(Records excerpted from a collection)

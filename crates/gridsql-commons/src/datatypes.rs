//! Column type system.
//!
//! Upstream field values are loosely typed at the source. GridSQL fixes a
//! closed variant per column at schema-discovery time so row conversion is
//! one typed operation per column instead of runtime inspection per value.

use std::fmt;

use arrow_schema::DataType as ArrowDataType;
use serde::{Deserialize, Serialize};

/// The relational type assigned to a column.
///
/// | Upstream field kind | GridDataType | Arrow type |
/// |---|---|---|
/// | `date` | `Date` | `Date32` |
/// | `autoNumber` | `Number` | `Float64` |
/// | `singleSelect`, `singleLineText`, `multilineText` | `Text` | `Utf8` |
/// | `multipleRecordLinks`, `multipleLookupValues` | `JsonArray` | `Utf8` (JSON text) |
/// | anything else | `Text` | `Utf8` |
#[derive(Debug, Clone, Copy, PartialEq, Eq, Hash, Serialize, Deserialize)]
pub enum GridDataType {
    Text,
    Number,
    Date,
    JsonArray,
}

impl GridDataType {
    /// Map an upstream field type tag to a relational type.
    ///
    /// Unrecognized tags default to `Text`; the upstream service grows new
    /// field kinds faster than this table does.
    pub fn from_upstream(type_tag: &str) -> Self {
        match type_tag {
            "date" => GridDataType::Date,
            "autoNumber" => GridDataType::Number,
            "singleSelect" | "singleLineText" | "multilineText" => GridDataType::Text,
            "multipleRecordLinks" | "multipleLookupValues" => GridDataType::JsonArray,
            _ => GridDataType::Text,
        }
    }

    /// The Arrow physical type backing this column.
    pub fn to_arrow_type(&self) -> ArrowDataType {
        match self {
            GridDataType::Text => ArrowDataType::Utf8,
            GridDataType::Number => ArrowDataType::Float64,
            GridDataType::Date => ArrowDataType::Date32,
            // JSON rendered as UTF-8 text
            GridDataType::JsonArray => ArrowDataType::Utf8,
        }
    }
}

impl fmt::Display for GridDataType {
    fn fmt(&self, f: &mut fmt::Formatter<'_>) -> fmt::Result {
        let name = match self {
            GridDataType::Text => "text",
            GridDataType::Number => "number",
            GridDataType::Date => "date",
            GridDataType::JsonArray => "json_array",
        };
        write!(f, "{}", name)
    }
}

#[cfg(test)]
mod tests {
    use super::*;

    #[test]
    fn maps_known_upstream_tags() {
        assert_eq!(GridDataType::from_upstream("date"), GridDataType::Date);
        assert_eq!(GridDataType::from_upstream("autoNumber"), GridDataType::Number);
        assert_eq!(GridDataType::from_upstream("singleSelect"), GridDataType::Text);
        assert_eq!(GridDataType::from_upstream("singleLineText"), GridDataType::Text);
        assert_eq!(GridDataType::from_upstream("multilineText"), GridDataType::Text);
        assert_eq!(
            GridDataType::from_upstream("multipleRecordLinks"),
            GridDataType::JsonArray
        );
        assert_eq!(
            GridDataType::from_upstream("multipleLookupValues"),
            GridDataType::JsonArray
        );
    }

    #[test]
    fn unknown_tags_default_to_text() {
        assert_eq!(GridDataType::from_upstream("barcode"), GridDataType::Text);
        assert_eq!(GridDataType::from_upstream(""), GridDataType::Text);
    }

    #[test]
    fn arrow_mapping() {
        assert_eq!(GridDataType::Text.to_arrow_type(), ArrowDataType::Utf8);
        assert_eq!(GridDataType::Number.to_arrow_type(), ArrowDataType::Float64);
        assert_eq!(GridDataType::Date.to_arrow_type(), ArrowDataType::Date32);
        assert_eq!(GridDataType::JsonArray.to_arrow_type(), ArrowDataType::Utf8);
    }
}
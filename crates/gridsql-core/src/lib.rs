//! # gridsql-core
//!
//! The virtual-database adapter: exposes the upstream record store as
//! relational databases satisfying DataFusion's catalog contract.
//!
//! ```text
//! DataFusion engine
//!     ↓ CatalogProvider / SchemaProvider / TableProvider
//! providers (Provider, BaseCatalog, GridTable)
//!     ↓ pages
//! scan (PageIter → PageCache → row codec)
//!     ↓ records
//! gridsql-client (RecordStore)
//! ```
//!
//! The engine performs all query planning, filtering, and joining; this
//! crate only discovers catalogs, maps schemas, walks the upstream cursor
//! chain, and materializes typed rows.

pub mod error;
pub mod providers;
pub mod scan;
pub mod schema;

pub use error::GridSqlError;
pub use providers::{BaseCatalog, GridTable, Provider};
pub use scan::{PageCache, PageCacheConfig, PageIter, PageKey};
pub use schema::{map_table_schema, ColumnSpec, TableMapping, RECORD_ID_FIELD};
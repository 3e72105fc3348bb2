//! GridSQL entrypoint
//!
//! The heavy lifting (catalog bootstrap, query execution) lives in
//! dedicated modules so this file remains a thin orchestrator.

mod config;
mod lifecycle;
mod logging;

use std::env;

use anyhow::Result;
use log::info;

use config::ServerConfig;
use lifecycle::{bootstrap, run};

#[tokio::main]
async fn main() -> Result<()> {
    // Remaining arguments are SQL statements; with none, a stdin REPL runs.
    let statements: Vec<String> = env::args().skip(1).collect();

    let config_path =
        env::var("GRIDSQL_CONFIG").unwrap_or_else(|_| "config.toml".to_string());
    let config = match ServerConfig::load(&config_path) {
        Ok(config) => config,
        Err(e) => {
            eprintln!("failed to load configuration from {config_path}: {e:#}");
            std::process::exit(1);
        }
    };

    // Logging before any other side effects.
    logging::init_logging(
        &config.logging.level,
        logging::LogFormat::from_str(&config.logging.format),
    )?;

    info!("gridsql v{}", env!("CARGO_PKG_VERSION"));
    info!("upstream: {}", config.upstream.api_url);

    let app = bootstrap(&config).await?;
    run(&app, &statements).await
}
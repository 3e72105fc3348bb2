//! Serde models of the upstream record-store wire format.
//!
//! The upstream service is an Airtable-compatible REST API: bases, per-base
//! table schemas, and paginated record listings. Field values arrive as
//! loosely-typed JSON and fields may be absent from any record.

use serde::{Deserialize, Serialize};
use serde_json::{Map, Value};

use crate::ids::{BaseId, TableId};

/// One upstream base as returned by the base-listing endpoint.
#[derive(Debug, Clone, PartialEq, Eq, Serialize, Deserialize)]
pub struct BaseInfo {
    pub id: BaseId,
    pub name: String,
}

/// Schema of one upstream table: an ordered field list plus the id of the
/// field the upstream designates as the table's primary display field.
#[derive(Debug, Clone, PartialEq, Eq, Serialize, Deserialize)]
#[serde(rename_all = "camelCase")]
pub struct TableSchema {
    pub id: TableId,
    pub name: String,
    #[serde(default)]
    pub primary_field_id: String,
    #[serde(default)]
    pub fields: Vec<FieldSchema>,
}

/// One field of an upstream table schema.
#[derive(Debug, Clone, PartialEq, Eq, Serialize, Deserialize)]
pub struct FieldSchema {
    pub id: String,
    pub name: String,
    /// Upstream type tag, e.g. `singleLineText` or `multipleRecordLinks`.
    #[serde(rename = "type")]
    pub field_type: String,
}

/// One upstream row: a stable id plus a partially-populated field map.
#[derive(Debug, Clone, PartialEq, Serialize, Deserialize)]
#[serde(rename_all = "camelCase")]
pub struct Record {
    pub id: String,
    #[serde(default, skip_serializing_if = "Option::is_none")]
    pub created_time: Option<String>,
    #[serde(default)]
    pub fields: Map<String, Value>,
}

impl Record {
    pub fn new(id: impl Into<String>, fields: Map<String, Value>) -> Self {
        Self {
            id: id.into(),
            created_time: None,
            fields,
        }
    }
}

/// One paginated fetch result.
///
/// `offset` is the opaque continuation cursor for the next page. The wire
/// format omits it on the final page, which deserializes to the empty
/// string; an empty cursor therefore means "no more pages" only once at
/// least one page has been fetched.
#[derive(Debug, Clone, PartialEq, Default, Serialize, Deserialize)]
pub struct RecordPage {
    #[serde(default)]
    pub records: Vec<Record>,
    #[serde(default, skip_serializing_if = "String::is_empty")]
    pub offset: String,
}

impl RecordPage {
    pub fn new(records: Vec<Record>, offset: impl Into<String>) -> Self {
        Self {
            records,
            offset: offset.into(),
        }
    }

    /// True when this page carries a continuation cursor.
    pub fn has_next(&self) -> bool {
        !self.offset.is_empty()
    }
}
//! Plain-text projection of a body for the search index.

use super::token::Token;

pub const DEFAULT_SUMMARY_LEN: usize = 400;

/// Text the author wrote themselves: every paragraph outside a quote, one
/// per line. Blocks and quoted paragraphs contribute nothing.
pub fn prose_text(tokens: &[Token]) -> String {
    let mut out = String::new();
    let mut quote_level = 0usize;

    for token in tokens {
        match token {
            Token::StartQuote => quote_level += 1,
            Token::EndQuote => quote_level = quote_level.saturating_sub(1),
            Token::Text(text) if quote_level == 0 => out.push_str(text.trim()),
            Token::EndParagraph if quote_level == 0 => out.push('\n'),
            _ => {}
        }
    }

    out
}

/// The first `len` characters of `text`.
pub fn summary(text: &str, len: usize) -> String {
    match text.char_indices().nth(len) {
        Some((end, _)) => text[..end].to_string(),
        None => text.to_string(),
    }
}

- Assignment
Please reproduce the lines from the line with "pub fn prose_text(tokens: &[Token])" to the line with "Token::Text(text) if quote_level", both ends included, exactly as they appear above.

- Written answer
pub fn prose_text(tokens: &[Token]) -> String {
    let mut out = String::new();
    let mut quote_level = 0usize;

    for token in tokens {
        match token {
            Token::StartQuote => quote_level += 1,
            Token::EndQuote => quote_level = quote_level.saturating_sub(1),
            Token::Text(text) if quote_level == 0 => out.push_str(text.trim()),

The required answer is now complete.